Segment Start: Source data

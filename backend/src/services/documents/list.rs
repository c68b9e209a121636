use crate::error::AppError;
use crate::state::AppState;
use crate::store::tabs::DOCUMENTS;
use crate::store::Table;
use actix_web::{web, HttpResponse};
use common::model::document::{Admissibility, Subject, STATUS_PENDING, STATUS_UNDER_EVALUATION};

/// Handler for `GET /api/documents`.
pub async fn all(state: web::Data<AppState>) -> Result<HttpResponse, AppError> {
    let table = state.commerce.read(DOCUMENTS)?;
    Ok(HttpResponse::Ok().json(table.snapshot()))
}

/// Handler for `GET /api/documents/pending`.
pub async fn pending(state: web::Data<AppState>) -> Result<HttpResponse, AppError> {
    let table = state.commerce.read(DOCUMENTS)?;
    Ok(HttpResponse::Ok().json(open_for_evaluation(&table).snapshot()))
}

/// Standard subjects, admissible, and not yet authorized.
pub(crate) fn open_for_evaluation(table: &Table) -> Table {
    table.filtered(|table, row| {
        let upper = |column: &str| table.cell(row, column).trim().to_uppercase();
        let status = upper("ESTADO");
        Subject::from_text(table.cell(row, "ASUNTO")).is_standard()
            && upper("PROCEDENTE / IMPROCEDENTE") == Admissibility::Admissible.label()
            && (status == STATUS_PENDING || status == STATUS_UNDER_EVALUATION)
    })
}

Segment End: Source data

Retype each line above, keeping every character.

> [Response to this task]
filename backend/src/services/documents/list.rs
repository c68b9e209a121636
use crate::error::AppError;
use crate::state::AppState;
use crate::store::tabs::DOCUMENTS;
use crate::store::Table;
use actix_web::{web, HttpResponse};
use common::model::document::{Admissibility, Subject, STATUS_PENDING, STATUS_UNDER_EVALUATION};

/// Handler for `GET /api/documents`.
pub async fn all(state: web::Data<AppState>) -> Result<HttpResponse, AppError> {
    let table = state.commerce.read(DOCUMENTS)?;
    Ok(HttpResponse::Ok().json(table.snapshot()))
}

/// Handler for `GET /api/documents/pending`.
pub async fn pending(state: web::Data<AppState>) -> Result<HttpResponse, AppError> {
    let table = state.commerce.read(DOCUMENTS)?;
    Ok(HttpResponse::Ok().json(open_for_evaluation(&table).snapshot()))
}

/// Standard subjects, admissible, and not yet authorized.
pub(crate) fn open_for_evaluation(table: &Table) -> Table {
    table.filtered(|table, row| {
        let upper = |column: &str| table.cell(row, column).trim().to_uppercase();
        let status = upper("ESTADO");
        Subject::from_text(table.cell(row, "ASUNTO")).is_standard()
            && upper("PROCEDENTE / IMPROCEDENTE") == Admissibility::Admissible.label()
            && (status == STATUS_PENDING || status == STATUS_UNDER_EVALUATION)
    })
}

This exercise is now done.